- Born: San Nicolas, Ilocos, Captaincy General of the Philippines
- Died: 1661 Ilocos, Captaincy General of the Philippines
- Cause of death: Died in fighting
- Known for: First Ilocano Revolt

= Pedro Almazán =

Don Pedro Almazán, a wealthy leader from the present-day Ilocos Norte, led the first Ilocano revolt. With his effort, the Ilocanos turned out to be the first ethnic group outside Manila to rebel against the Spanish authority.

==Plans==
Pedro Almazán was angered by the severe injustice of the Spaniards. In protest against Spanish despotism and to expel the colonizers from his domain, Almazán planned of staging armed revolution. In preparation to his unstoppable scheme, he transformed a certain part under his house into a secret dungeon with a repository of shackles. He intended to chain all the Spanish soldiers and friars in the dungeon and would not release them forever. He was joined in his plot by Juan Magsanop, a leader from Bacarra, Bangui. To strengthen their scheme, Almazan suggested the marriage between his son and Magsanop's daughter.

==Coronation==
Almazán was more convinced with his plans with news from Lieutenant Andres Malong's successful uprising in Pangasinan, which was now self-proclaimed king of the area by December 1660. When a mutiny ensued in La Union, a huge contingent of Spaniards from Ilocos went to support their besieged comrades. The Augustinian Friar José Arias, who was renowned for his viciousness, joined the party. The absence of Arias was seen by Almazán and Magsanop as the best opportunity for their brood's wedding, which was only a cover for their rebellion. And so, they set it for the end of the month. They sent to fellowmen in Laoag led by Gaspar Cristobal and the latter agreed to Almazán's plans for rebellion. Chieftains and warriors of Kalinga and the Isnegs of Cagayan also joined Almazán's party. They pledged their allegiance and full support to their newly installed king. The entire community jubilantly waved banners as they extensively celebrated the coronation of Almazán as King of Ilocos.

==Revolt==
On January 31, 1661, the Dominican friar of Clavería, José Santa María, was distracted by a commotion outside the church. A frightened Spanish soldier rushed in and reported to the priest that a furious mob was causing the commotion. Ignoring the soldier, he went out of the church, only seeing himself caught up by the mob. He was beheaded after being attacked with knives.
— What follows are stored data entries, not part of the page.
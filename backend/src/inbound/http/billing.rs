//! Bill generation handler.
//!
//! ```text
//! GET /api/generate-bill/alice?month=2025-12
//! GET /api/generate-bill/alice?month=2025-12&breakfastRate=25&lunchRate=45&dinnerRate=45
//! ```

use actix_web::{get, web};
use serde::{Deserialize, Serialize};
use serde_json::json;

use crate::domain::ports::GenerateBillRequest;
use crate::domain::{Bill, Error, MealKind, RateTable};
use crate::inbound::http::ApiResult;
use crate::inbound::http::schemas::ErrorSchema;
use crate::inbound::http::state::HttpState;

/// Query of `GET /api/generate-bill/{username}`.
///
/// Rate overrides must be given together; omitting all three applies the
/// configured table.
#[derive(Debug, Default, Deserialize, utoipa::IntoParams)]
#[serde(rename_all = "camelCase")]
#[into_params(parameter_in = Query, rename_all = "camelCase")]
pub struct BillQuery {
    /// Billing month, `YYYY-MM`; defaults to the current month.
    pub month: Option<String>,
    /// Breakfast price override.
    pub breakfast_rate: Option<u64>,
    /// Lunch price override.
    pub lunch_rate: Option<u64>,
    /// Dinner price override.
    pub dinner_rate: Option<u64>,
}

impl BillQuery {
    fn rate_override(&self) -> Result<Option<RateTable>, Error> {
        match (self.breakfast_rate, self.lunch_rate, self.dinner_rate) {
            (None, None, None) => Ok(None),
            (Some(breakfast), Some(lunch), Some(dinner)) => {
                let rates = RateTable::new(breakfast, lunch, dinner).map_err(|err| {
                    Error::invalid_request(err.to_string())
                        .with_details(json!({ "code": "invalid_rate" }))
                })?;
                Ok(Some(rates))
            }
            _ => Err(
                Error::invalid_request("breakfastRate, lunchRate and dinnerRate go together")
                    .with_details(json!({ "code": "partial_rates" })),
            ),
        }
    }
}

/// Rates a bill was priced with.
#[derive(Debug, Deserialize, Serialize, utoipa::ToSchema)]
#[serde(rename_all = "camelCase")]
pub struct RatesResponse {
    /// Price of one breakfast.
    pub breakfast: u64,
    /// Price of one lunch.
    pub lunch: u64,
    /// Price of one dinner.
    pub dinner: u64,
}

impl From<RateTable> for RatesResponse {
    fn from(rates: RateTable) -> Self {
        Self {
            breakfast: rates.breakfast(),
            lunch: rates.lunch(),
            dinner: rates.dinner(),
        }
    }
}

/// Monthly bill.
#[derive(Debug, Deserialize, Serialize, utoipa::ToSchema)]
#[serde(rename_all = "camelCase")]
pub struct BillResponse {
    /// Billed user.
    pub username: String,
    /// Display name, or the username when none is on file.
    pub name: String,
    /// Billed month.
    #[schema(example = "2025-12")]
    pub month: String,
    /// Breakfasts taken in the month.
    pub breakfast_count: u64,
    /// Lunches taken in the month.
    pub lunch_count: u64,
    /// Dinners taken in the month.
    pub dinner_count: u64,
    /// Breakfast charge.
    pub breakfast_amount: u64,
    /// Lunch charge.
    pub lunch_amount: u64,
    /// Dinner charge.
    pub dinner_amount: u64,
    /// Rates applied.
    pub rates: RatesResponse,
    /// Sum of the three charges.
    pub total_amount: u64,
}

impl From<&Bill> for BillResponse {
    fn from(bill: &Bill) -> Self {
        let counts = bill.counts();
        Self {
            username: bill.username().to_string(),
            name: bill.name().to_owned(),
            month: bill.month().to_string(),
            breakfast_count: counts.breakfasts,
            lunch_count: counts.lunches,
            dinner_count: counts.dinners,
            breakfast_amount: bill.amount(MealKind::Breakfast),
            lunch_amount: bill.amount(MealKind::Lunch),
            dinner_amount: bill.amount(MealKind::Dinner),
            rates: RatesResponse::from(bill.rates()),
            total_amount: bill.total(),
        }
    }
}

/// Price a user's meals for one month.
#[utoipa::path(
    get,
    path = "/api/generate-bill/{username}",
    params(("username" = String, Path, description = "Login name"), BillQuery),
    responses(
        (status = 200, description = "Monthly bill", body = BillResponse),
        (status = 400, description = "Invalid request", body = ErrorSchema),
        (status = 404, description = "Unknown user", body = ErrorSchema),
        (status = 500, description = "Store failure", body = ErrorSchema)
    ),
    tags = ["billing"],
    operation_id = "generateBill"
)]
#[get("/generate-bill/{username}")]
pub async fn generate_bill(
    state: web::Data<HttpState>,
    path: web::Path<String>,
    query: web::Query<BillQuery>,
) -> ApiResult<web::Json<BillResponse>> {
    let query = query.into_inner();
    let rates = query.rate_override()?;
    let bill = state
        .billing
        .generate_bill(GenerateBillRequest {
            username: path.into_inner(),
            month: query.month,
            rates,
        })
        .await?;
    Ok(web::Json(BillResponse::from(&bill)))
}

#[cfg(test)]
mod tests {
    //! Handler coverage for bill generation.
    use super::*;
    use crate::domain::{AggregateResult, DisplayName, Role, User, Username};
    use crate::inbound::http::test_utils::{MockPorts, test_app};
    use actix_web::http::StatusCode;
    use actix_web::test as actix_test;
    use rstest::rstest;
    use serde_json::Value;

    fn december_bill(rates: RateTable) -> Bill {
        let user = User::new(
            Username::new("alice").expect("valid username"),
            Some(DisplayName::new("Alice Liddell").expect("valid name")),
            Role::Student,
        );
        let counts = AggregateResult {
            breakfasts: 10,
            lunches: 8,
            dinners: 5,
            days: 12,
        };
        Bill::compute(&user, "2025-12".parse().expect("valid month"), counts, rates)
            .expect("bill fits")
    }

    async fn get_bill(ports: MockPorts, uri: &str) -> (StatusCode, Value) {
        let app = actix_test::init_service(test_app(ports)).await;
        let request = actix_test::TestRequest::get().uri(uri).to_request();
        let response = actix_test::call_service(&app, request).await;
        let status = response.status();
        let body = actix_test::read_body(response).await;
        (status, serde_json::from_slice(&body).expect("JSON body"))
    }

    #[rstest]
    #[actix_web::test]
    async fn bill_lists_counts_amounts_and_rates() {
        let mut ports = MockPorts::default();
        ports
            .billing
            .expect_generate_bill()
            .withf(|request| {
                request.username == "alice"
                    && request.month.as_deref() == Some("2025-12")
                    && request.rates.is_none()
            })
            .return_once(|_| Ok(december_bill(RateTable::default())));

        let (status, body) = get_bill(ports, "/api/generate-bill/alice?month=2025-12").await;

        assert_eq!(status, StatusCode::OK);
        assert_eq!(
            body,
            json!({
                "username": "alice",
                "name": "Alice Liddell",
                "month": "2025-12",
                "breakfastCount": 10,
                "lunchCount": 8,
                "dinnerCount": 5,
                "breakfastAmount": 300,
                "lunchAmount": 400,
                "dinnerAmount": 250,
                "rates": {"breakfast": 30, "lunch": 50, "dinner": 50},
                "totalAmount": 950,
            })
        );
    }

    #[rstest]
    #[actix_web::test]
    async fn rate_overrides_reach_the_port() {
        let custom = RateTable::new(25, 45, 45).expect("positive rates");
        let mut ports = MockPorts::default();
        ports
            .billing
            .expect_generate_bill()
            .withf(move |request| request.rates == Some(custom))
            .return_once(move |_| Ok(december_bill(custom)));

        let (status, body) = get_bill(
            ports,
            "/api/generate-bill/alice?breakfastRate=25&lunchRate=45&dinnerRate=45",
        )
        .await;

        assert_eq!(status, StatusCode::OK);
        assert_eq!(body["totalAmount"], 10 * 25 + 8 * 45 + 5 * 45);
    }

    #[rstest]
    #[case("/api/generate-bill/alice?breakfastRate=25", "partial_rates")]
    #[case("/api/generate-bill/alice?breakfastRate=0&lunchRate=1&dinnerRate=1", "invalid_rate")]
    #[actix_web::test]
    async fn bad_rate_overrides_are_rejected(#[case] uri: &str, #[case] code: &str) {
        let mut ports = MockPorts::default();
        ports.billing.expect_generate_bill().times(0);

        let (status, body) = get_bill(ports, uri).await;

        assert_eq!(status, StatusCode::BAD_REQUEST);
        assert_eq!(body["details"]["code"], code);
    }

    #[rstest]
    #[actix_web::test]
    async fn unknown_users_get_404() {
        let mut ports = MockPorts::default();
        ports
            .billing
            .expect_generate_bill()
            .return_once(|_| Err(Error::not_found("user ghost does not exist")));

        let (status, body) = get_bill(ports, "/api/generate-bill/ghost").await;

        assert_eq!(status, StatusCode::NOT_FOUND);
        assert_eq!(body["code"], "not_found");
    }
}
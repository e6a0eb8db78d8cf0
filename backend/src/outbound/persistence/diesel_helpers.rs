//! Shared error classification and deadlines for Diesel repositories.

use std::future::Future;
use std::time::Duration;

use tracing::debug;

use super::pool::PoolError;

/// Store failure reduced to what the repository ports distinguish.
#[derive(Debug, Clone, PartialEq, Eq)]
pub(crate) enum StoreFailure {
    Connection(String),
    Timeout(String),
    ForeignKey(String),
    Query(String),
}

impl From<PoolError> for StoreFailure {
    fn from(error: PoolError) -> Self {
        match error {
            PoolError::Checkout { message } | PoolError::Build { message } => {
                Self::Connection(message)
            }
        }
    }
}

impl From<diesel::result::Error> for StoreFailure {
    fn from(error: diesel::result::Error) -> Self {
        use diesel::result::{DatabaseErrorKind, Error as DieselError};

        match &error {
            DieselError::DatabaseError(kind, info) => {
                debug!(?kind, message = info.message(), "diesel operation failed");
            }
            _ => debug!(%error, "diesel operation failed"),
        }

        match error {
            DieselError::DatabaseError(DatabaseErrorKind::ForeignKeyViolation, info) => {
                Self::ForeignKey(info.message().to_owned())
            }
            DieselError::DatabaseError(DatabaseErrorKind::ClosedConnection, _) => {
                Self::Connection("database connection error".to_owned())
            }
            DieselError::NotFound => Self::Query("record not found".to_owned()),
            DieselError::QueryBuilderError(_) => Self::Query("database query error".to_owned()),
            _ => Self::Query("database error".to_owned()),
        }
    }
}

/// Run `operation` within `budget`, reporting a [`StoreFailure::Timeout`]
/// when it does not finish in time.
pub(crate) async fn within<T, F>(
    budget: Duration,
    operation: &'static str,
    future: F,
) -> Result<T, StoreFailure>
where
    F: Future<Output = Result<T, StoreFailure>>,
{
    tokio::time::timeout(budget, future).await.unwrap_or_else(|_| {
        Err(StoreFailure::Timeout(format!(
            "{operation} exceeded {}ms",
            budget.as_millis()
        )))
    })
}

/// Convert a SQL `COUNT(*)` into the unsigned count the ports expose.
pub(crate) fn to_count(count: i64) -> u64 {
    u64::try_from(count).unwrap_or_default()
}
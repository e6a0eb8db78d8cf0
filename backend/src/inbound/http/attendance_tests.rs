//! Tests for the attendance handlers.

use actix_web::http::StatusCode;
use actix_web::test as actix_test;
use rstest::rstest;
use serde_json::{Value, json};

use super::*;
use crate::domain::{AttendanceDate, MealFlags, Username};
use crate::inbound::http::test_utils::{MockPorts, test_app};

fn record(username: &str, date: &str, meals: MealFlags) -> AttendanceRecord {
    AttendanceRecord::new(
        1,
        Username::new(username).expect("valid username"),
        AttendanceDate::parse(date).expect("valid date"),
        meals,
    )
}

async fn send(ports: MockPorts, request: actix_test::TestRequest) -> (StatusCode, Value) {
    let app = actix_test::init_service(test_app(ports)).await;
    let response = actix_test::call_service(&app, request.to_request()).await;
    let status = response.status();
    let body = actix_test::read_body(response).await;
    (status, serde_json::from_slice(&body).expect("JSON body"))
}

fn post_attendance(body: Value) -> actix_test::TestRequest {
    actix_test::TestRequest::post()
        .uri("/api/attendance")
        .set_json(body)
}

#[rstest]
#[case(json!({"username": "alice", "date": "2025-12-01", "breakfast": 1, "lunch": 0}))]
#[case(json!({"username": "alice", "date": "2025-12-01", "breakfast": true, "lunch": false}))]
#[actix_web::test]
async fn flags_accept_bits_and_booleans(#[case] body: Value) {
    let mut ports = MockPorts::default();
    ports
        .attendance
        .expect_record_attendance()
        .withf(|request| {
            request.username == "alice"
                && request.date == "2025-12-01"
                && request.update.breakfast == Some(true)
                && request.update.lunch == Some(false)
                && request.update.dinner.is_none()
                && request.update.mode == WriteMode::Merge
        })
        .return_once(|_| {
            Ok(record(
                "alice",
                "2025-12-01",
                MealFlags {
                    breakfast: true,
                    ..MealFlags::default()
                },
            ))
        });

    let (status, body) = send(ports, post_attendance(body)).await;

    assert_eq!(status, StatusCode::OK);
    assert_eq!(body["username"], "alice");
    assert_eq!(body["date"], "2025-12-01");
    assert_eq!(body["breakfast"], true);
    assert_eq!(body["lunch"], false);
}

#[rstest]
#[actix_web::test]
async fn overwrite_mode_is_forwarded() {
    let mut ports = MockPorts::default();
    ports
        .attendance
        .expect_record_attendance()
        .withf(|request| request.update.mode == WriteMode::Overwrite)
        .return_once(|_| Ok(record("alice", "2025-12-01", MealFlags::default())));

    let (status, _) = send(
        ports,
        post_attendance(json!({
            "username": "alice",
            "date": "2025-12-01",
            "mode": "overwrite",
        })),
    )
    .await;

    assert_eq!(status, StatusCode::OK);
}

#[rstest]
#[actix_web::test]
async fn out_of_range_flags_are_rejected_before_the_port() {
    let mut ports = MockPorts::default();
    ports.attendance.expect_record_attendance().times(0);

    let (status, body) = send(
        ports,
        post_attendance(json!({"username": "alice", "date": "2025-12-01", "dinner": 2})),
    )
    .await;

    assert_eq!(status, StatusCode::BAD_REQUEST);
    assert_eq!(body["details"]["field"], "dinner");
    assert_eq!(body["details"]["code"], "invalid_flag");
}

#[rstest]
#[actix_web::test]
async fn unknown_users_get_404() {
    let mut ports = MockPorts::default();
    ports
        .attendance
        .expect_record_attendance()
        .return_once(|_| Err(Error::not_found("user ghost does not exist")));

    let (status, body) = send(
        ports,
        post_attendance(json!({"username": "ghost", "date": "2025-12-01", "lunch": 1})),
    )
    .await;

    assert_eq!(status, StatusCode::NOT_FOUND);
    assert_eq!(body["code"], "not_found");
}

#[rstest]
#[actix_web::test]
async fn stats_report_counts_and_total() {
    let mut ports = MockPorts::default();
    ports
        .attendance_query
        .expect_attendance_stats()
        .withf(|request| {
            request.username == "alice" && request.range.as_deref() == Some("2025-12")
        })
        .return_once(|_| {
            Ok(AggregateResult {
                breakfasts: 10,
                lunches: 8,
                dinners: 5,
                days: 12,
            })
        });

    let (status, body) = send(
        ports,
        actix_test::TestRequest::get().uri("/api/attendance-stats?username=alice&range=2025-12"),
    )
    .await;

    assert_eq!(status, StatusCode::OK);
    assert_eq!(
        body,
        json!({"breakfasts": 10, "lunches": 8, "dinners": 5, "total": 23, "days": 12})
    );
}

#[rstest]
#[actix_web::test]
async fn stats_without_username_use_the_error_envelope() {
    let mut ports = MockPorts::default();
    ports.attendance_query.expect_attendance_stats().times(0);

    let (status, body) = send(
        ports,
        actix_test::TestRequest::get().uri("/api/attendance-stats"),
    )
    .await;

    assert_eq!(status, StatusCode::BAD_REQUEST);
    assert_eq!(body["code"], "invalid_request");
    assert_eq!(body["details"]["code"], "invalid_query");
}

#[rstest]
#[actix_web::test]
async fn history_passes_bounds_and_lists_records() {
    let mut ports = MockPorts::default();
    ports
        .attendance_query
        .expect_attendance_history()
        .withf(|request| {
            request.username == "alice"
                && request.from.as_deref() == Some("2025-12-01")
                && request.to.is_none()
        })
        .return_once(|_| {
            Ok(vec![
                record(
                    "alice",
                    "2025-12-02",
                    MealFlags {
                        dinner: true,
                        ..MealFlags::default()
                    },
                ),
                record("alice", "2025-12-01", MealFlags::default()),
            ])
        });

    let (status, body) = send(
        ports,
        actix_test::TestRequest::get().uri("/api/attendance-history/alice?from=2025-12-01"),
    )
    .await;

    assert_eq!(status, StatusCode::OK);
    let dates: Vec<&str> = body
        .as_array()
        .expect("array body")
        .iter()
        .filter_map(|entry| entry["date"].as_str())
        .collect();
    assert_eq!(dates, ["2025-12-02", "2025-12-01"]);
    assert_eq!(body[0]["dinner"], true);
}

#[rstest]
#[actix_web::test]
async fn recent_activity_reports_last_action() {
    let mut ports = MockPorts::default();
    ports
        .attendance_query
        .expect_recent_activity()
        .withf(|limit| *limit == Some(2))
        .return_once(|_| {
            Ok(vec![RecentActivity {
                username: Username::new("bob").expect("valid username"),
                date: AttendanceDate::parse("2025-12-03").expect("valid date"),
                last_action: "B L".to_owned(),
            }])
        });

    let (status, body) = send(
        ports,
        actix_test::TestRequest::get().uri("/api/recent-activity?limit=2"),
    )
    .await;

    assert_eq!(status, StatusCode::OK);
    assert_eq!(
        body,
        json!([{"username": "bob", "date": "2025-12-03", "lastAction": "B L"}])
    );
}

#[rstest]
#[actix_web::test]
async fn recent_activity_surfaces_limit_errors() {
    let mut ports = MockPorts::default();
    ports
        .attendance_query
        .expect_recent_activity()
        .withf(|limit| *limit == Some(0))
        .return_once(|_| Err(Error::invalid_request("limit must be between 1 and 100")));

    let (status, body) = send(
        ports,
        actix_test::TestRequest::get().uri("/api/recent-activity?limit=0"),
    )
    .await;

    assert_eq!(status, StatusCode::BAD_REQUEST);
    assert_eq!(body["code"], "invalid_request");
}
The next day, as nine friars, including Arias, were celebrating in Narvacan, for the suppression of a big group of Zambal fighters, another aggression erupted in northern Ilocos. Despite the looming danger, no amount of dissuasion by his peers prevented Arias from hurrying back to Bacarra. At his arrival, he met people shouting Almazán as their King and rushed to get the friar but to no avail. Juan Boaya, one of the mutineers, agreed to help in the silent departure of Arias. He told the servants to take the friar to Laoag right away. The rebels, however, caught up with the friar. The warriors beheaded Arias and brought his severed head to Magsanop. Magsanop immediately delivered the head to Almazán and gave the King an account of the incident. Cristobal and all who participated in the insurrection were fetched for the celebration.

==Death==
The Spanish authorities sent Lorenzo Arqueros of Ilocos to wipe out Almazán and his men. Arqueros' troop consisted of a few Spaniards and more than a thousand native men, mostly collaborators. As Almazán and a few of his men were waiting for the arrival of a large number of supporters from Southern Ilocos, Arqueros and his troops staged a sudden attack and snatched from Almazán the opportunity to fortify his kingdom. Almazán and his men engaged in a running battle and had to gradually retreat to the forest. With the guidance of some native collaborators, the Spaniards trailed Almazán. Magsanop, who was caught up by Arqueros, decided to kill himself. Although greatly outnumbered by the enemy, Almazán's remaining troops continued fighting. In desperation, Almazán rode on his horse and courageously fought the Spaniards. Almazán was hanged at the town plaza. With the two leaders dead, the remaining warriors fled.